SUPPLIED RECORDS Start Marker

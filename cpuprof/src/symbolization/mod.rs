//! # Symbol Resolution and Address Translation
//!
//! This module converts raw instruction pointers captured by the eBPF
//! sampler into function names using the executable's `.symtab`.
//!
//! ## PIE (Position Independent Executable)
//!
//! Symbol values of a PIE are file-relative, while sampled addresses are
//! relative to wherever ASLR placed the binary. A PIE is recognised by its
//! code segment having a virtual address equal to its file offset:
//!
//! ```text
//! Type   Offset   VirtAddr           FileSiz  MemSiz   Flg
//! LOAD   0x001000 0x0000000000001000 0x0001ed 0x0001ed R E
//! ```
//!
//! For such a binary the sampled address is translated back:
//!
//! ```text
//! symtab address = file_offset + (sampled address - vm_start)
//! ```
//!
//! where `vm_start` and `file_offset` come from the mapping's line in
//! `/proc/<pid>/maps`. Non-PIE binaries are loaded at their link address
//! and need no translation.
//!
//! ## Module Structure
//!
//! - **`symbol_resolver`**: symbol table loading and address → name lookup
//! - **`memory_maps`**: `/proc/<pid>/maps` parsing
//! - **`symbolizer`**: attaches function names to an assembled profile
//!
//! ## Example
//!
//! ```rust,ignore
//! let resolver = SymbolResolver::open("/tmp/fib-pie", 0x1000, 0x5645_f7a0_1000)?;
//! assert_eq!(resolver.resolve(0x5645_f7a0_1149), "fibNaive");
//! ```
//!
//! ## Limitations
//!
//! - **Requires `.symtab`**: stripped binaries cannot be symbolized
//! - **No symbol sizes**: addresses in gaps are credited to the preceding symbol
//! - **Main executable only**: shared libraries are not symbolized

pub mod memory_maps;
pub mod symbol_resolver;
pub mod symbolizer;

pub use memory_maps::{parse_memory_maps, parse_memory_maps_str, MemoryMapping};
pub use symbol_resolver::{
    ElfImage, LoadSegment, SegmentPlacement, Symbol, SymbolResolver, UNKNOWN_FUNCTION,
};
pub use symbolizer::{symbolize_profile, symbolize_with_image, SymbolizeStats};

SUPPLIED RECORDS End Marker

▸ **TASK INSTRUCTIONS**:
Return every line in the records that includes the string "sampled".

▸ **RESPONSE BELOW**:
//! Symbol values of a PIE are file-relative, while sampled addresses are
//! For such a binary the sampled address is translated back:
//! symtab address = file_offset + (sampled address - vm_start)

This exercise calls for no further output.